NAIROBI, Saturday (Reuters) - First a loud bang and then a thick plume of smoke rose hundreds of feet into the air. After a moment of silence, glass and masonry rained down from the sky.

This was the scene in Nairobi on Friday as a huge car bomb aimed at the United States embassy ripped through the morning rush hour. Two buildings caught the full force of the blast — the U.S Embassy and, behind it, Ufundi Co-op House, which contains a secretarial college and offices. Ufundi House collapsed, floor by floor, crushing its occupants. The embassy's reinforced, five-storey structure survived but its rear-facing rooms were reduced to a series of blackened shells. Minutes later office workers, cut by glass were streaming away from the centre of the blast and a trail of blood led back to the U.S. embassy in down town Nairobi.

Kenyans are pretty thick-skinned when it comes to riots and violent crime. Politics and civil disturbance go hand in hand, but the shock visible on the faces of office workers staggering away from the blast signalled violence of a different order. The injured were among the lucky ones. Six buses, gutted by the blast, had ground to a halt on Haile Selassie Avenue. The driver of one had been thrown, dead,halfway through his shattered window.

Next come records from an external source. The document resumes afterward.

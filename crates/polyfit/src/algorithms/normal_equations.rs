//! Normal-equation construction and least-squares coefficient solving.
//!
//! ## Purpose
//!
//! This module turns a sample store and a target degree into the augmented
//! normal-equations matrix of the least-squares problem, and solves it for
//! the coefficient vector.
//!
//! ## Design notes
//!
//! * **Hankel structure**: Cell `(r, c)` of the square block depends only on
//!   `r + c`, so the `2p - 1` power sums `Σ x^k` are accumulated once and
//!   reused across the anti-diagonals.
//! * **Single pass**: Power sums and the right-hand side `Σ x^r * y` are
//!   accumulated in the same sweep over the samples.
//! * **Fresh buffer**: Every solve allocates its own matrix, so concurrent
//!   solves over one sample store share nothing mutable.
//!
//! ## Key concepts
//!
//! * With `p = degree + 1` the matrix is `p x (p + 1)`.
//! * `m[r][c] = Σ x^(r+c)` for `c < p`, and `m[r][p] = Σ x^r * y`.
//! * Degree 0 yields `[[n, Σ y]]`, whose solution is the mean of `y`.
//!
//! ## Invariants
//!
//! * The coefficient vector always has exactly `degree + 1` entries.
//! * Singular systems are not rejected; see [`crate::math::gauss_jordan`].
//!
//! ## Non-goals
//!
//! * No overflow guarding: large degrees with large `|x|` overflow to infinity.
//! * No weighting, regularization, or orthogonal-basis conditioning.

// Feature-gated imports
#[cfg(not(feature = "std"))]
use alloc::{vec, vec::Vec};
#[cfg(feature = "std")]
use std::{vec, vec::Vec};

// External dependencies
use log::trace;
use num_traits::Float;

// Internal dependencies
use crate::math::gauss_jordan::echelonize;
use crate::primitives::matrix::AugmentedMatrix;
use crate::primitives::samples::Samples;

// ============================================================================
// Accumulation
// ============================================================================

/// Power sums and right-hand side accumulated in one sweep over the samples.
#[derive(Debug, Clone, PartialEq)]
pub struct NormalSums<T> {
    /// `power_sums[k] = Σ x^k` for `k = 0 .. 2p - 2`.
    pub power_sums: Vec<T>,

    /// `rhs[r] = Σ x^r * y` for `r = 0 .. p - 1`.
    pub rhs: Vec<T>,
}

impl<T: Float> NormalSums<T> {
    /// Accumulate the sums needed for a fit of the given degree.
    pub fn accumulate(samples: &Samples<'_, T>, degree: usize) -> Self {
        let p = degree + 1;
        let rs = 2 * p - 1;

        let mut power_sums = vec![T::zero(); rs];
        let mut rhs = vec![T::zero(); p];

        power_sums[0] = T::from(samples.len()).unwrap_or_else(T::nan);

        for (x, y) in samples.iter() {
            for (k, sum) in power_sums.iter_mut().enumerate().skip(1) {
                *sum = *sum + x.powi(k as i32);
            }

            rhs[0] = rhs[0] + y;
            for (r, sum) in rhs.iter_mut().enumerate().skip(1) {
                *sum = *sum + x.powi(r as i32) * y;
            }
        }

        Self { power_sums, rhs }
    }

    /// Number of unknowns `p` these sums describe.
    #[inline]
    pub fn order(&self) -> usize {
        self.rhs.len()
    }

    /// Lay the sums out as a `p x (p + 1)` augmented matrix.
    pub fn into_matrix(self) -> AugmentedMatrix<T> {
        let p = self.order();
        let mut matrix = AugmentedMatrix::zeros(p, p + 1);

        for r in 0..p {
            for c in 0..p {
                matrix[(r, c)] = self.power_sums[r + c];
            }
            matrix[(r, p)] = self.rhs[r];
        }

        matrix
    }
}

// ============================================================================
// Matrix Construction and Solving
// ============================================================================

/// Build the augmented normal-equations matrix for a polynomial of `degree`.
pub fn build_normal_equations<T: Float>(
    samples: &Samples<'_, T>,
    degree: usize,
) -> AugmentedMatrix<T> {
    let matrix = NormalSums::accumulate(samples, degree).into_matrix();
    trace!(
        "normal equations: {} samples, degree {}, {}x{} matrix",
        samples.len(),
        degree,
        matrix.rows(),
        matrix.cols()
    );
    matrix
}

/// Solve for the least-squares coefficients of a polynomial of `degree`.
///
/// Returns `degree + 1` coefficients, `terms[i]` multiplying `x^i`.
pub fn solve_coefficients<T: Float>(samples: &Samples<'_, T>, degree: usize) -> Vec<T> {
    let mut matrix = build_normal_equations(samples, degree);
    let p = matrix.rows();

    let rank = echelonize(&mut matrix);
    if rank < p {
        trace!("normal equations for degree {degree} are rank deficient ({rank} of {p})");
    }

    matrix.column(p)
}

At the rear of the U.S. embassy rescue workers started to stack the remains of around 15 people who had caught the full force of the explosion. One charred and blackened body looked more like a series of logs removed from a fire than a middle-aged female. Some lacked faces, or limbs, or clothes. Others seemed to have swollen beyond their usual proportion. The bodies were laid onto scraps of sheeting and then stacked haphazardly onto the backs of pick-up trucks and carted away. "I have seen eight dead white people being pulled out of theU.S. embassy and 25 other corpses (from Ufundi House)," said Amir Hassam, a rescue worker with the Aga Khan Social Welfare Board, who said he arrived on the scene almost immediately. Eda Rubia, a management consultant was walking near the embassy when the blast happened. "I heard a loud bang then the whole place was shaking and within a split second glass was falling on my head, Rubia said. Messenger Simon Tafei added: "It was strange...a big bang and then I was lying on the floor. All around me were people, bleeding.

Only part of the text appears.